“Il più bel secolo della mia vita”, un film che fa sorridere
Una coppia che funziona meglio di quanto ci si potesse aspettare: stiamo parlando di Sergio Castellitto e Valerio Lundini, entrambi bravi e dotati di una buona chimica ne “Il più bel secolo della mia vita”, opera di Alessandro Barbani che esordisce nel lungometraggio dopo il buon corto del 2012 “Ce l’hai un minuto?”.
Alla base del film c’è l’omonima pièce teatrale diretta dallo stesso Bardani, che trova in Lundini il volto adatto per il complesso personaggio di Giovanni. Quest’ultimo è un ragazzo che, a causa di una legge, non può conoscere l’identità dei suoi genitori biologici, gli stessi che non l’hanno riconosciuto alla nascita, prima del suo centesimo compleanno. Il giovane vorrebbe veder esaudito il suo unico desiderio e scoprire di chi è figlio prima di diventare vecchio, ma la burocrazia glielo impedisce.

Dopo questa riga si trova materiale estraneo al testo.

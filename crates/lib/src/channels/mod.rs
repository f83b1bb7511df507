//! Support platform channel (Chatwoot).
//!
//! Inbound webhook events are parsed and gated here; outbound messages are shaped into
//! the create-message schema and turned into requests for the dispatcher.

mod inbound;
mod outbound;

pub use inbound::{
    parse_event, ContentAttributes, ContentKind, Conversation, CustomAttributes, InboundEvent,
    Meta, Sender, SubmittedValue,
};
pub use outbound::{
    build_support_request, CardAction, CardItem, ChoiceItem, OutboundAttributes, OutboundItems,
    OutboundMessage,
};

Per smuovere l’opinione pubblica e far sì che si interessi al suo caso, Giovanni ha un’unica speranza: conquistare la complicità di Gustavo, unico centenario, come lui non riconosciuto alla nascita, ancora in vita. Peccato che quest’ultimo, nonostante sia il solo in grado di poter aggirare la legge e aver diritto all’applicazione della normativa, non sia affatto interessato alla questione. Da quest’incontro tra un uomo centenario proiettato verso il suo futuro e un giovane legato al suo passato nasce un’imprevedibile amicizia.È un film capace di incuriosire “Il più bel secolo della mia vita”, già per l’idea di partenza che fa riferimento a una questione legale decisamente interessante da trattare.Mescolando momenti seri ad altri più leggeri e spensierati, il film fa sorridere ma non riesce sempre a incidere come vorrebbe, tanto che avrebbe potuto risultare senza dubbio più coraggioso viste le valide basi su cui si poggia la sceneggiatura.
Un road movie che funziona a metà
Nonostante alcuni passaggi prevedibili e l’assenza di grandi guizzi artistici, “Il più bel secolo della mia vita” è un film che riesce comunque a coinvolgere, regalando alcune sequenze emotivamente appassionanti.Ben presto la pellicola si trasforma in un road movie in cui il giovane protagonista deve accompagnare l’uomo anziano all’incontro con un’autorità: entrambi sono nati sotto lo stesso segno del destino, ma per il resto sono due figure distantissime e il loro viaggio dà adito anche a diversi spunti divertenti.Lo si può definire un feel-good movie che funziona a metà, adatto per una visione godibile e senza troppe pretese.
Uomini da marciapiede
C’è poco da salvare, invece, in un altro titolo italiano in uscita: “Uomini da marciapiede”.Diretto da Francesco Albanese, il film racconta come in giugno tutti i tifosi sfegatati e appassionati siano pronti a prepararsi per assistere ai trenta giorni di partite degli Europei 2021. Nel frattempo alcuni uomini senza un soldo decidono di approfittare della situazione e offrirsi come “intrattenitori” per mogli e fidanzate annoiate, rimaste da sole e in cerca di qualche avventura. Peccato che questo piano, apparentemente di facile realizzazione, diventi una vicenda paradossale e inizi a presentare una serie di imprevisti divertenti. È così che gli “uomini da marciapiede” si ritroveranno non solo la polizia alle calcagna, ma anche la mala dell’intera città.Pellicola molto debole tanto nella scrittura quanto nella resa, “Uomini da marciapiede” dà vita a un intrattenimento grossolano, in cui molte gag sanno di già visto e le svolte narrative risultano spesso telefonate. Semplicemente un film evitabile, di cui non si sentiva alcun bisogno.